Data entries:
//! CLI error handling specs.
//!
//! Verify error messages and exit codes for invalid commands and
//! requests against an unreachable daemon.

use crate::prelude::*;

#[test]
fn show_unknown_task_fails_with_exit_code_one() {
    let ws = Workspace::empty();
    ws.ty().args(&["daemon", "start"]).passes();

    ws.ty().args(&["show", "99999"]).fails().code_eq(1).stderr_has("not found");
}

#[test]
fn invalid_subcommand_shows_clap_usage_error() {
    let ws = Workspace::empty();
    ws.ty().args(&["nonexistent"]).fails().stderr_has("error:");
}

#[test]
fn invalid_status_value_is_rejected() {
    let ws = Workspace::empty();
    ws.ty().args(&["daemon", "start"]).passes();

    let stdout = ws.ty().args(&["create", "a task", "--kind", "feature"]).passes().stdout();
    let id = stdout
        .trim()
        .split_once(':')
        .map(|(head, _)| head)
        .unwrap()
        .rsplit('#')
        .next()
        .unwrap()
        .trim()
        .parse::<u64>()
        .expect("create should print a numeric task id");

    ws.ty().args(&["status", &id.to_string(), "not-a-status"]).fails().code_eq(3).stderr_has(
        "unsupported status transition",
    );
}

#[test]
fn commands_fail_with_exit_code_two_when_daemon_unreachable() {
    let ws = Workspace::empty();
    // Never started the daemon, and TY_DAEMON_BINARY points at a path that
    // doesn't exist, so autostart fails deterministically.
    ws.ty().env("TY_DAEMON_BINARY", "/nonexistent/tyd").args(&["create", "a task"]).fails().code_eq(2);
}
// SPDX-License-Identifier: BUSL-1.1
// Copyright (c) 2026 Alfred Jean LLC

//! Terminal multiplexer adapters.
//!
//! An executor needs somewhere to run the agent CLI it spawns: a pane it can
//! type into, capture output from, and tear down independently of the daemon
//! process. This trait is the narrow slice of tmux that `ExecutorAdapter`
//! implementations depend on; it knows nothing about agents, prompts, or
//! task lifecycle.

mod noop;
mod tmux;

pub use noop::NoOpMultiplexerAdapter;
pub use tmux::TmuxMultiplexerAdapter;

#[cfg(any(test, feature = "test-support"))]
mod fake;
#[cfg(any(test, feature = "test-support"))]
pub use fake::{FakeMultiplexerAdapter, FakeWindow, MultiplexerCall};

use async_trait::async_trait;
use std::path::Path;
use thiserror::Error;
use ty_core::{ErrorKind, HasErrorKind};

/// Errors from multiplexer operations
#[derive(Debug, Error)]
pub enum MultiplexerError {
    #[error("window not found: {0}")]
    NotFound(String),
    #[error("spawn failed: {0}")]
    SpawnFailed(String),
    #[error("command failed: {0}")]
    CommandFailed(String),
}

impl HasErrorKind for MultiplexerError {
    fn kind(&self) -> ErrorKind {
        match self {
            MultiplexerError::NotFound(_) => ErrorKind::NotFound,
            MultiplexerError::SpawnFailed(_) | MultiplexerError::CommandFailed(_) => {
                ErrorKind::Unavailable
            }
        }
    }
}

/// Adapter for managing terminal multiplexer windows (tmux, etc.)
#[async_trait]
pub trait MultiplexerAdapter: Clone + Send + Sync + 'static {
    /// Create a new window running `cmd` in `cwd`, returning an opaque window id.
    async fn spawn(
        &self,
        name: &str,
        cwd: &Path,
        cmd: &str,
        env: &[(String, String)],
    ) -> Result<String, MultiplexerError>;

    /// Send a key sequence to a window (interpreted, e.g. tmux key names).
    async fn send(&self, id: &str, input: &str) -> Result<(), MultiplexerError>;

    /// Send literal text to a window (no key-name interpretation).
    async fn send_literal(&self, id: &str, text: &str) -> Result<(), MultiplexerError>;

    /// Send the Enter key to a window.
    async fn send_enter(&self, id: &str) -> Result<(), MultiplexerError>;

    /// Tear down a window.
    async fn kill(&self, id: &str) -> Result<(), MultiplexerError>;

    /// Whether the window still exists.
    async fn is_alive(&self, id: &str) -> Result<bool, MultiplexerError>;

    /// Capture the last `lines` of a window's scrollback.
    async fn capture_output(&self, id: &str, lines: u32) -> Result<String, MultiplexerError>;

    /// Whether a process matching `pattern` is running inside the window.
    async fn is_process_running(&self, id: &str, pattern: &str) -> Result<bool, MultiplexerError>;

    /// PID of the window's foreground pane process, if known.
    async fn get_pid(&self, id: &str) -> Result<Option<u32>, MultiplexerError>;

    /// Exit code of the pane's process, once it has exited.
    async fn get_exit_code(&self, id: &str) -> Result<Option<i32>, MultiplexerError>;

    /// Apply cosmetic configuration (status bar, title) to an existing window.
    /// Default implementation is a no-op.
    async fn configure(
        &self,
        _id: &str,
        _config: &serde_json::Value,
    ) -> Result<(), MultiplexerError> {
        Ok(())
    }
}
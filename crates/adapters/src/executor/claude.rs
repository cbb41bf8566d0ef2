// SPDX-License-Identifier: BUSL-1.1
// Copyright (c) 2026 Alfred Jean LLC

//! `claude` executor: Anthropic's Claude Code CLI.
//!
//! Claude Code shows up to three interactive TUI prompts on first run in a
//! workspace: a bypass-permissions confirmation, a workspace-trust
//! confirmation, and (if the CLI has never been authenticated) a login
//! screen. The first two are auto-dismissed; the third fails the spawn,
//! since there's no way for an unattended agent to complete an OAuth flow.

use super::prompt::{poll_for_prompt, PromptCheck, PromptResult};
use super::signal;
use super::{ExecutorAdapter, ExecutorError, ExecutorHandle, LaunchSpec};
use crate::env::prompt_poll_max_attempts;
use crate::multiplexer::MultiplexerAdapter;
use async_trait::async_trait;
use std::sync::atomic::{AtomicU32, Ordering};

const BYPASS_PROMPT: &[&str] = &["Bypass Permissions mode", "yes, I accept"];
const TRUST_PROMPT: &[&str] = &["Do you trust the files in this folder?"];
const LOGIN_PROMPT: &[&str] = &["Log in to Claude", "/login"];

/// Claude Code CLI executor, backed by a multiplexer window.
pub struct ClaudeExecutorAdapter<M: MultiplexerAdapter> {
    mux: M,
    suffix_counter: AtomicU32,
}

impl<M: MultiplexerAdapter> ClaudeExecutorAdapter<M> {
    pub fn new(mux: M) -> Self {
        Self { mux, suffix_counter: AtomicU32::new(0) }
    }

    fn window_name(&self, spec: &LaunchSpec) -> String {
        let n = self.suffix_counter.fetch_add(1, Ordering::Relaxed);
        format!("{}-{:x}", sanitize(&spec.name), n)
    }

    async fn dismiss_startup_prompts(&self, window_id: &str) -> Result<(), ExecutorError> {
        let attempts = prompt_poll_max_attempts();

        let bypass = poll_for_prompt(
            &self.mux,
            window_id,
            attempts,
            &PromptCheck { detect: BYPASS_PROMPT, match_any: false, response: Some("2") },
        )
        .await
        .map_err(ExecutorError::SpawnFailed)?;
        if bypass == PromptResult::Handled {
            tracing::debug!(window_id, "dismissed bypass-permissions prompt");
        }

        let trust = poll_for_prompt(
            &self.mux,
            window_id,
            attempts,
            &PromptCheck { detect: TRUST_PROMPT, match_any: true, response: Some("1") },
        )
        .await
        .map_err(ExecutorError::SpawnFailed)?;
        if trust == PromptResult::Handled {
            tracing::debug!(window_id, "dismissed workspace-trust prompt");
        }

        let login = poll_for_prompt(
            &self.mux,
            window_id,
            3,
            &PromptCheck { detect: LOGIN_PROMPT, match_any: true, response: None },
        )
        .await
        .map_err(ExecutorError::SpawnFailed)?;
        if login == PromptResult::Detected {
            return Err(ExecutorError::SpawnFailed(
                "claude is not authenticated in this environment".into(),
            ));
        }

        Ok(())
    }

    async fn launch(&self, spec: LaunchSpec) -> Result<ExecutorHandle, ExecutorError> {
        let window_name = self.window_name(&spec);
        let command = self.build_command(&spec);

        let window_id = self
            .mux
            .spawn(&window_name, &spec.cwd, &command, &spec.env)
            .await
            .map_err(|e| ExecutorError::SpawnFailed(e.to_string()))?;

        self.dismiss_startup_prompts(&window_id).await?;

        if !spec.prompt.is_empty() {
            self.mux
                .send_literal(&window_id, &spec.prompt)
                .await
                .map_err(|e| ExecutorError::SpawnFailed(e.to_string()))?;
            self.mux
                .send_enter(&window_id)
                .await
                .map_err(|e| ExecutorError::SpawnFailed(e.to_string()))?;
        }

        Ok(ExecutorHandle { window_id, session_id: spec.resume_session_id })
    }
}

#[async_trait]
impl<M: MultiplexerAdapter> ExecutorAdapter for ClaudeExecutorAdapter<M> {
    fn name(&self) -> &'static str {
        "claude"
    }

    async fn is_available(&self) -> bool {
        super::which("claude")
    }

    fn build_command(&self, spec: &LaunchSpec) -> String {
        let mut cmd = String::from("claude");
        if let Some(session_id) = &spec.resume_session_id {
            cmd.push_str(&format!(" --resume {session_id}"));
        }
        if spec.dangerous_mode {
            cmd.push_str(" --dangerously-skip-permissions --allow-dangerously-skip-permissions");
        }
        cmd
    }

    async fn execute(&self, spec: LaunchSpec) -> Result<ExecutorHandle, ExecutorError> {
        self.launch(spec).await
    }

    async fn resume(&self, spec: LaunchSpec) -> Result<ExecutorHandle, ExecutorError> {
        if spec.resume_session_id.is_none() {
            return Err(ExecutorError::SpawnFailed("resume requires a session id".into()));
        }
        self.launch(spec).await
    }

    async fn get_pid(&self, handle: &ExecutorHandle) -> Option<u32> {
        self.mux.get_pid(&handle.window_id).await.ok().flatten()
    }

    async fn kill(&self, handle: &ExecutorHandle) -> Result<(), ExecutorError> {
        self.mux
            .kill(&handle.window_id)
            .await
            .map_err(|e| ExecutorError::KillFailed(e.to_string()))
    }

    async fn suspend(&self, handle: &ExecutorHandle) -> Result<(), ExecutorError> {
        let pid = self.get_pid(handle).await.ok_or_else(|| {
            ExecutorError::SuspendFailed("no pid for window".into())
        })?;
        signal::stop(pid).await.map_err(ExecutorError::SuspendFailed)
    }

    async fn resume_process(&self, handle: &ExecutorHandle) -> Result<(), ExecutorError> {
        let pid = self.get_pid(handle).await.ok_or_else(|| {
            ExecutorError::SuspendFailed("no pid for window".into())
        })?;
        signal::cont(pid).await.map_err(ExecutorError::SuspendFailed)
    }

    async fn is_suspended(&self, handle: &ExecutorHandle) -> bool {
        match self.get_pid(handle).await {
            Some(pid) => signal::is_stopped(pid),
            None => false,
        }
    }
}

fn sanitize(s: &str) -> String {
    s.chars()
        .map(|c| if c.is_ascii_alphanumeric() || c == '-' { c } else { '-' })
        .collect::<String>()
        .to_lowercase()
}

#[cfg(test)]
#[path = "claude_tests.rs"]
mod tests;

==

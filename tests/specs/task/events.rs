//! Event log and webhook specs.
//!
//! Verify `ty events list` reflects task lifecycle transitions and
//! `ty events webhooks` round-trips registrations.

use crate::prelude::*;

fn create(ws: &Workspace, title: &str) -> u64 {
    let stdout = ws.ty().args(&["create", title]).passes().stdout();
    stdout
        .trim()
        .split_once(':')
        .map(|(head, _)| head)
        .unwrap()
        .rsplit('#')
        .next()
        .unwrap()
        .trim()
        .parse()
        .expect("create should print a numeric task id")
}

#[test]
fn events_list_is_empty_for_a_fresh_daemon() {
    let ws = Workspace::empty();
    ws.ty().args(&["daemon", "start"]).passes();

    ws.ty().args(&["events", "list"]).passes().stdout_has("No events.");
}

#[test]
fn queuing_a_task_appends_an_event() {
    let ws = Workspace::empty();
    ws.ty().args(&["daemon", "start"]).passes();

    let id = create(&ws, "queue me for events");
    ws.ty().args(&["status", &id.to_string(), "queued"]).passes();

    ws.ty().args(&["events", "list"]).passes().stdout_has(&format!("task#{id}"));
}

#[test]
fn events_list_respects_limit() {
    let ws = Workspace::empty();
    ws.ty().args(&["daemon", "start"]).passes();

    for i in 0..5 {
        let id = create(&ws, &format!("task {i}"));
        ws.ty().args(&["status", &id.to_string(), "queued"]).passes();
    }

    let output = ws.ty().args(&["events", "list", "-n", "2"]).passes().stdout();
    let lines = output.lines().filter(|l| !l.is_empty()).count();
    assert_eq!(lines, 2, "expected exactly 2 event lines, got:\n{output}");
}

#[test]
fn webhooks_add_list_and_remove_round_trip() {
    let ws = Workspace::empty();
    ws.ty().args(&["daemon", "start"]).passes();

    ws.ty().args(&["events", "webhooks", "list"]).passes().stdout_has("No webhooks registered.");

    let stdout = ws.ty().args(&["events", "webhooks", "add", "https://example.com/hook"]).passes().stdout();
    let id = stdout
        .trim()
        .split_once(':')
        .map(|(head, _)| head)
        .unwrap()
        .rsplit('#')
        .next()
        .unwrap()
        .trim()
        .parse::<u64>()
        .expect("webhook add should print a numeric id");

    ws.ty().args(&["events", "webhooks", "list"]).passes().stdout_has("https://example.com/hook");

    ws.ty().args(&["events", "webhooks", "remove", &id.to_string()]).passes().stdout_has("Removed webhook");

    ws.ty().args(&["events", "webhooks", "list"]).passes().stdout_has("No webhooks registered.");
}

Exercise brief: When the line with "is a no-op." is reached in the data above, begin copying, and stop after the line with "Claude Code CLI."; copy each line exactly, both ends included.

Result of the exercise:
    /// Default implementation is a no-op.
    async fn configure(
        &self,
        _id: &str,
        _config: &serde_json::Value,
    ) -> Result<(), MultiplexerError> {
        Ok(())
    }
}
filename crates/adapters/src/executor/claude.rs
repository cbb41bf8566d0ef2
// SPDX-License-Identifier: BUSL-1.1
// Copyright (c) 2026 Alfred Jean LLC

//! `claude` executor: Anthropic's Claude Code CLI.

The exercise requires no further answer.